[What to do] This exercise asks for every line of the material that contains the word "ImportReport".

[Stored data]
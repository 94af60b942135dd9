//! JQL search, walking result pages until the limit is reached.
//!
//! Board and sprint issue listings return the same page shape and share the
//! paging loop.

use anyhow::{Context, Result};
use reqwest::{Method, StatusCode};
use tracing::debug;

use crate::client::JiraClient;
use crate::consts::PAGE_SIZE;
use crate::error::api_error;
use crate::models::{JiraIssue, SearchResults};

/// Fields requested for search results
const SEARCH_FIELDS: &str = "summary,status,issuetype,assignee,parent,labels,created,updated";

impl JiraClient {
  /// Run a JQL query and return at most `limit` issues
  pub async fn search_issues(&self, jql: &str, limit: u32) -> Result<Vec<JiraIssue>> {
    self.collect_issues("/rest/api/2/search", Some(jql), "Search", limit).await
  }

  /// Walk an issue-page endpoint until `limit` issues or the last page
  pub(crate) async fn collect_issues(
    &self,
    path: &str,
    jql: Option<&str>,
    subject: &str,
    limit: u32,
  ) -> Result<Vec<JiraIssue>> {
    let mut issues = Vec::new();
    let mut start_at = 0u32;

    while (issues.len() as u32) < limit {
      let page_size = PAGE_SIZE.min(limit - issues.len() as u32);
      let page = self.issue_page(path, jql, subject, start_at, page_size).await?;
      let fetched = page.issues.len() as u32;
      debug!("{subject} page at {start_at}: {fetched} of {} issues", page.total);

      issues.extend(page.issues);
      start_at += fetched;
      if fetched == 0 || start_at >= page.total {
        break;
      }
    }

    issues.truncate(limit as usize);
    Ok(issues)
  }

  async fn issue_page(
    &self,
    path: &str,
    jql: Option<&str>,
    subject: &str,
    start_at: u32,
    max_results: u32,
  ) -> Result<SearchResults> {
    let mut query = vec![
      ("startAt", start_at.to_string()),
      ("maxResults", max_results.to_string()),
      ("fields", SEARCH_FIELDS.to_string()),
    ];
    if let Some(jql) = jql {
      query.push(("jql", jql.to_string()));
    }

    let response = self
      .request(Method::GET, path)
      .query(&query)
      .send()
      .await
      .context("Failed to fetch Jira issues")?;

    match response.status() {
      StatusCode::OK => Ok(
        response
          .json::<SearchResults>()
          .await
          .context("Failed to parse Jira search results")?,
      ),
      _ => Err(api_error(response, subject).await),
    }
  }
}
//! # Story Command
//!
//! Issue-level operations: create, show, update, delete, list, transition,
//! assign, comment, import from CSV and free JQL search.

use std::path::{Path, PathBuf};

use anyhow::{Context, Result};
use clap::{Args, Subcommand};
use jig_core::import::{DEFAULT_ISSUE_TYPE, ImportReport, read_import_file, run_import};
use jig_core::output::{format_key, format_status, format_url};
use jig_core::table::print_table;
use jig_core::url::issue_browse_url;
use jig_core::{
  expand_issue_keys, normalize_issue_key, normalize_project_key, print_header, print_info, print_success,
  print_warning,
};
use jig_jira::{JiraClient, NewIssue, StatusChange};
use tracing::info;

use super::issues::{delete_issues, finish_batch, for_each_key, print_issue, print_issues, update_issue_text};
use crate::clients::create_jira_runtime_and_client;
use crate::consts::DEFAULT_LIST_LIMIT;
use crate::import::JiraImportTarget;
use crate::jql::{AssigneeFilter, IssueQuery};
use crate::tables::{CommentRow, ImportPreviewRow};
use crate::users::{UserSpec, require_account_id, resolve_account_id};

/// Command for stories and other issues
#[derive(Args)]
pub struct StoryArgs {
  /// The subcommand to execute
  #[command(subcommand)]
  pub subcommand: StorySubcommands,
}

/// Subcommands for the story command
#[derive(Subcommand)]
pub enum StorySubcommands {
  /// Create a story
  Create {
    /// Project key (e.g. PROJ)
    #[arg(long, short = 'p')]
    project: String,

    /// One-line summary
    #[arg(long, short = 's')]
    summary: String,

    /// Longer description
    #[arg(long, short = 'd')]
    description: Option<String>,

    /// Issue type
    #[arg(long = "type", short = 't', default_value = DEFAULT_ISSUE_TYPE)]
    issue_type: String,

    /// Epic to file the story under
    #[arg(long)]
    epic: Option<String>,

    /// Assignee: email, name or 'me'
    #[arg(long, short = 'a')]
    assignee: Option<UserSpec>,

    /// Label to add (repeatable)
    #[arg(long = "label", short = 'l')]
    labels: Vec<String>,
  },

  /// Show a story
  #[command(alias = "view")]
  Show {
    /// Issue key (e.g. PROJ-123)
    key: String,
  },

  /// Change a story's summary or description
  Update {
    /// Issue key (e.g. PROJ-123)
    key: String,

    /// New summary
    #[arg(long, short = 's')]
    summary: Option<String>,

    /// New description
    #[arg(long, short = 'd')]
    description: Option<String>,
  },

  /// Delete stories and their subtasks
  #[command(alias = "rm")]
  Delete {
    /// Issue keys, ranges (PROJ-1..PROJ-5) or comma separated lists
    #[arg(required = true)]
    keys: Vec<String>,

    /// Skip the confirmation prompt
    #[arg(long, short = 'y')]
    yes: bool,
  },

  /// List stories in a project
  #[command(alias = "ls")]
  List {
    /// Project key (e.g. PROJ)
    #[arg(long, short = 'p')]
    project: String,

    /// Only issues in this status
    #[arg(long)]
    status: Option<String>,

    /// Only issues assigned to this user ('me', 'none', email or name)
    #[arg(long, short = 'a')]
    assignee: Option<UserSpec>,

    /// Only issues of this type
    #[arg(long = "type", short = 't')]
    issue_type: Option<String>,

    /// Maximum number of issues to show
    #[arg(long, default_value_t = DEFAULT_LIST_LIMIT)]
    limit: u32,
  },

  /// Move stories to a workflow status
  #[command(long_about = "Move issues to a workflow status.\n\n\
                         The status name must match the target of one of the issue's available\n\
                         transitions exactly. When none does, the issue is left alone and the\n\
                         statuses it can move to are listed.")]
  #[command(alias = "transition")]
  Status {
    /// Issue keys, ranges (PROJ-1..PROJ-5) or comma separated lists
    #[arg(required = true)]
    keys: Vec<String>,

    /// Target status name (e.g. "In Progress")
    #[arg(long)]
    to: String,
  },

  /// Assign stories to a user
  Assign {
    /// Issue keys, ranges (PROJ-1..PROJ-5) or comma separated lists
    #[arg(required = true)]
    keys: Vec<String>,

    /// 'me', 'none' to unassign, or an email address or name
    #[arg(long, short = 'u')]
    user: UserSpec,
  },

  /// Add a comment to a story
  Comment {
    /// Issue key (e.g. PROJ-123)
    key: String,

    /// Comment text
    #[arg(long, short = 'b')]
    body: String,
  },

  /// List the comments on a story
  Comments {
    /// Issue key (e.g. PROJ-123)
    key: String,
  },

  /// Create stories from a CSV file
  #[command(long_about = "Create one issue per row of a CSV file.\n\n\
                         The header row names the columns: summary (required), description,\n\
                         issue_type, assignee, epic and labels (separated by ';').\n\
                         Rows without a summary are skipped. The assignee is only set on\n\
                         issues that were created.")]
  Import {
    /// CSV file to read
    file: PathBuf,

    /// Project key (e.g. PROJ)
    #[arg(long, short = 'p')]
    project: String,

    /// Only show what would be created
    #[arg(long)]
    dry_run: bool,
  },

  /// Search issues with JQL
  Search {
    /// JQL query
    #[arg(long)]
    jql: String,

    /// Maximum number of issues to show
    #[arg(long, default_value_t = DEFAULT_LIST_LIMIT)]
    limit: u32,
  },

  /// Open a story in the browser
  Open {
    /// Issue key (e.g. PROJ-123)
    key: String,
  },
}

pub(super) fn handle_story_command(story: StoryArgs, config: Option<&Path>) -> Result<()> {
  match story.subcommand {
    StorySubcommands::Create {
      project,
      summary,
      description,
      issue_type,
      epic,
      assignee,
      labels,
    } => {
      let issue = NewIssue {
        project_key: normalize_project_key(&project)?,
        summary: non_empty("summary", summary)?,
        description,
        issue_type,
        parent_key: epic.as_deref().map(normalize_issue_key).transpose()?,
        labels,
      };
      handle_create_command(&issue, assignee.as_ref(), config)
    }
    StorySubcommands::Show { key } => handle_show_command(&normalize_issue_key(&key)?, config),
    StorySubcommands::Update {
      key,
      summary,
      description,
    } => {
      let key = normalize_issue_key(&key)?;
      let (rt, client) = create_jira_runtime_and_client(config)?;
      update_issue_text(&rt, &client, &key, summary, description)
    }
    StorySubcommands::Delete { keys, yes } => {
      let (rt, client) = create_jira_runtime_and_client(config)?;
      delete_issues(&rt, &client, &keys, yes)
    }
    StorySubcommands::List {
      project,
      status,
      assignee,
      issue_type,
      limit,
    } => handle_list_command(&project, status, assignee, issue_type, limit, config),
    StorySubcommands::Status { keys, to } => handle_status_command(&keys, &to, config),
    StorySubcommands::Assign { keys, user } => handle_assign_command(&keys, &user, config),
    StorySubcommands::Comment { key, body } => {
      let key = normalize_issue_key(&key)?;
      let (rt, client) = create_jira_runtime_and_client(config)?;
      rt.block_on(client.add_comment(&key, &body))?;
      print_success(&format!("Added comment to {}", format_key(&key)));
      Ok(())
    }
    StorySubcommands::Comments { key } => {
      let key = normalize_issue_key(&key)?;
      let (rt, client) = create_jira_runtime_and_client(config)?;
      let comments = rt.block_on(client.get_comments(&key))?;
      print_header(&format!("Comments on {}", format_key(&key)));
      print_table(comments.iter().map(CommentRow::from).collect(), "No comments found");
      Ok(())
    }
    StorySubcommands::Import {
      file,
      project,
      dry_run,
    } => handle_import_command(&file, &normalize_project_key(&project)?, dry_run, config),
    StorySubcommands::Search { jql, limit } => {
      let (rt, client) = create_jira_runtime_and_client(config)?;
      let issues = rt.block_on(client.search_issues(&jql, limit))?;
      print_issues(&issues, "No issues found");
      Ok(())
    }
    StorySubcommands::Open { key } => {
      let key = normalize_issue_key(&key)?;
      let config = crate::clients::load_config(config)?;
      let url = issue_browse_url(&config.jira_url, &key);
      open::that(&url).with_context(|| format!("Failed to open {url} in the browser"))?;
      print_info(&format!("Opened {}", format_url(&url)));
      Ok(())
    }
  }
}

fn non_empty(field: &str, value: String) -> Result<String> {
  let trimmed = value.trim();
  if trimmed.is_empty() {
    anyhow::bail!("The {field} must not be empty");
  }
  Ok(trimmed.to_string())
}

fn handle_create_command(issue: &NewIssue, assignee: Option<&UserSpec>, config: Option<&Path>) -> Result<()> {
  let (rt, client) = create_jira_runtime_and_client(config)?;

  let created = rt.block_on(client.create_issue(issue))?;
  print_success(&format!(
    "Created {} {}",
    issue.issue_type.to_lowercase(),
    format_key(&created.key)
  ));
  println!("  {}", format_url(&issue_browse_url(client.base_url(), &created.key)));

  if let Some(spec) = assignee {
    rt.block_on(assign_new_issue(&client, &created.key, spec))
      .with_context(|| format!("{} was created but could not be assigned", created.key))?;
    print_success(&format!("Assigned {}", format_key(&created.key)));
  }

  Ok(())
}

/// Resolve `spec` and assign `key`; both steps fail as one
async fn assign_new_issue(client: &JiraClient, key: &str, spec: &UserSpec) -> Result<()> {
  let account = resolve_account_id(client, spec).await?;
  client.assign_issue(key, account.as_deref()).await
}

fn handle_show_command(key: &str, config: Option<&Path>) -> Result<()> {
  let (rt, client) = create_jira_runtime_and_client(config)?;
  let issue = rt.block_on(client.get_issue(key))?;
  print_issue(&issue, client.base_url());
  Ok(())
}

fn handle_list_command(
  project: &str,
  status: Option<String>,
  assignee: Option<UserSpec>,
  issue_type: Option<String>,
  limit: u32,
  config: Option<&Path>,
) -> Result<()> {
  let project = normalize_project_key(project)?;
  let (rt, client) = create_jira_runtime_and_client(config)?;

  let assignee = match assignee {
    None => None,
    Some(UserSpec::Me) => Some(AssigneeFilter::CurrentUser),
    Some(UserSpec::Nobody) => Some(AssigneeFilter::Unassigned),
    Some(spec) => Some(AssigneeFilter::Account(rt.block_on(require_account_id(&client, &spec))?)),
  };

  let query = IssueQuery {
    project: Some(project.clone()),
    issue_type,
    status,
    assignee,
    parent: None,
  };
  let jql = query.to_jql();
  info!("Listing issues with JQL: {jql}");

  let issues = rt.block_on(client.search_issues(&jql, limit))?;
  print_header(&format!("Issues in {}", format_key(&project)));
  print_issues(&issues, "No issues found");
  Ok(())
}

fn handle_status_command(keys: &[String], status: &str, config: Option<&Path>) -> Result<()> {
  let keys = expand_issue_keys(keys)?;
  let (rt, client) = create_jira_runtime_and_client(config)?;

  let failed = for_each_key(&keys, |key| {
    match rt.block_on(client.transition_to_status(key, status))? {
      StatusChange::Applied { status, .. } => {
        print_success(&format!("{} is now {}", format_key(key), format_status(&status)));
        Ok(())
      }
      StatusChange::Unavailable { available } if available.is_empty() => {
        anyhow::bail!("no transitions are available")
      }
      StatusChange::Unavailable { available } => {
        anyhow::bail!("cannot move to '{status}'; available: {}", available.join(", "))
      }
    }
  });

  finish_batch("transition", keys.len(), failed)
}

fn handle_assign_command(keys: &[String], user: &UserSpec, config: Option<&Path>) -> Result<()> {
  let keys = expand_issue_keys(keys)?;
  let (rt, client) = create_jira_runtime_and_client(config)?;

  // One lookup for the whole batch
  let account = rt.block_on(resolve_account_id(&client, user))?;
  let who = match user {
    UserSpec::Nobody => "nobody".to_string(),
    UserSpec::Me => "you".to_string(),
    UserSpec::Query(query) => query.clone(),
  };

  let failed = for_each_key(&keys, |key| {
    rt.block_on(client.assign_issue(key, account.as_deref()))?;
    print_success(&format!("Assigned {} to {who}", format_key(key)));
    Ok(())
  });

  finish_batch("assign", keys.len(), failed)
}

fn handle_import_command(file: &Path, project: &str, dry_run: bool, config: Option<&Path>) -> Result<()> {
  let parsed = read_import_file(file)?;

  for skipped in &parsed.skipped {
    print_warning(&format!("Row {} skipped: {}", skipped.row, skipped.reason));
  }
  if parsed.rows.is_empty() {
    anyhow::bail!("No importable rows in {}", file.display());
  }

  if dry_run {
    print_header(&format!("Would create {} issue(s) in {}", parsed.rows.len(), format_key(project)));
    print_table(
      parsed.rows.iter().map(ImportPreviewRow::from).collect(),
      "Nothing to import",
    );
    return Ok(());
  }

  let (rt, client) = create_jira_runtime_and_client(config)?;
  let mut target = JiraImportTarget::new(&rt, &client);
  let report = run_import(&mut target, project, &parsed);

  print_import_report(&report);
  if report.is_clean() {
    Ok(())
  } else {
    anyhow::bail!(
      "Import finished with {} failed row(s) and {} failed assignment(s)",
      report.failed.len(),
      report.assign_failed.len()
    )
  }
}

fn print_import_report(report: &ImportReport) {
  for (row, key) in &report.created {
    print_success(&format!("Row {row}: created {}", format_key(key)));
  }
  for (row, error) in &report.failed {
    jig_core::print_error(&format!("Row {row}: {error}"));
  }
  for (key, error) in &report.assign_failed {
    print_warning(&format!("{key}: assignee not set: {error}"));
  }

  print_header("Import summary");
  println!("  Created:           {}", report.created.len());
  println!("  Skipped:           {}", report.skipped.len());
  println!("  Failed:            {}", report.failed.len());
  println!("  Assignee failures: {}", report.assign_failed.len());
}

[Solution to this problem]
use jig_core::import::{DEFAULT_ISSUE_TYPE, ImportReport, read_import_file, run_import};
fn print_import_report(report: &ImportReport) {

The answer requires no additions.